Olga Tokarczuk è stata premiata “per la sua immaginazione narrativa che con enciclopedica passione rappresenta l’attraversamento dei confini come forma di vita”. Leggendo queste parole ci viene in mente subito l’ultimo romanzo della scrittrice I Vagabondi, tradotto in italiano quest’anno da Bompiani. Si tratta di un romanzo sulla necessità “psico-geografica” del viaggio, dello spostamento, del vagabondaggio. Ma I Vagabondi è anche un libro di racconti, una raccolta di storie di argomento vario. In particolare colpisce il filone narrativo che riguarda la storia della conservazione dei corpi. Si ripercorre la nascita dell’anatomia moderna: da Andrea Vesalio a Frederik Ruysch fino alla plastinazione contemporanea (qualche lettore di Leopardi si ricorderà di una nota “operetta morale” con protagonista Federico Ruysch e le sue mummie).

Nel romanzo si riconosce, borgesianamente, l’importanza della mappa, ma anche quella del pellegrinaggio: perché ogni viaggio è un incontro e l’uomo non può smettere di viaggiare, di muoversi, di spostarsi.
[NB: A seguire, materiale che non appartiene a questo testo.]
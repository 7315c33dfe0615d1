use std::path::PathBuf;

use clap::Parser;

#[derive(Parser)]
#[command(about, long_about = None)]
pub struct CliArgs {
    /// Log the full point before it is written.
    #[arg(short, long, default_value = "false")]
    pub verbose: bool,

    /// Read settings from a file of `KEY=value` lines instead of only the environment.
    ///
    /// The file has no `[section]` headers. Keys that are not in the file are still read from
    /// the environment.
    #[arg(short, long)]
    pub config: Option<PathBuf>,

    /// Keep running, taking a measurement every `TEST_INTERVAL` seconds.
    ///
    /// The process still exits on the first failure so that a supervisor can restart it.
    #[arg(long, default_value = "false")]
    pub service: bool,
}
Il tema è affrontato sotto un’ottica letteraria ma va da sé che il discorso assume una valenza universale, e perché no politica, particolarmente importante di questi tempi; il che aggiunge valore ad un’opera che vuole essere una sorta di panopticon, di wunderkammer, una raccolta di meraviglie umane.

Peter Handke

Peter Handke, carinziano classe 1942, è autore prolifico e di certo non convenzionale; nella sua carriera ha attraversato diversi medium, dal romanzo al teatro fino al cinema. Il suo nome rimane infatti legato ad alcuni capolavori cinematografici realizzati in collaborazione con il regista Wim Wenders. Da Prima del calcio di rigore, passando per Falso movimento e il celeberrimo Il cielo sopra Berlino, la collaborazione tra lo scrittore austriaco e il regista tedesco ha scritto pagine importantissime per il cinema europeo delle ultime cinque decadi. La loro collaborazione più recente è I bei giorni di Aranjuez, tratto da una delle sue pièces teatrali. Come drammaturgo ci basti citare Kaspar, del 1967, opera che rilegge uno dei miti letterari (e non solo) più importanti della cultura tedesca, il “Fanciullo d’Europa” Kaspar Hauser.

Entrambi gli autori ritireranno il premio durante la cerimonia che si terrà a Stoccolma il 10 dicembre.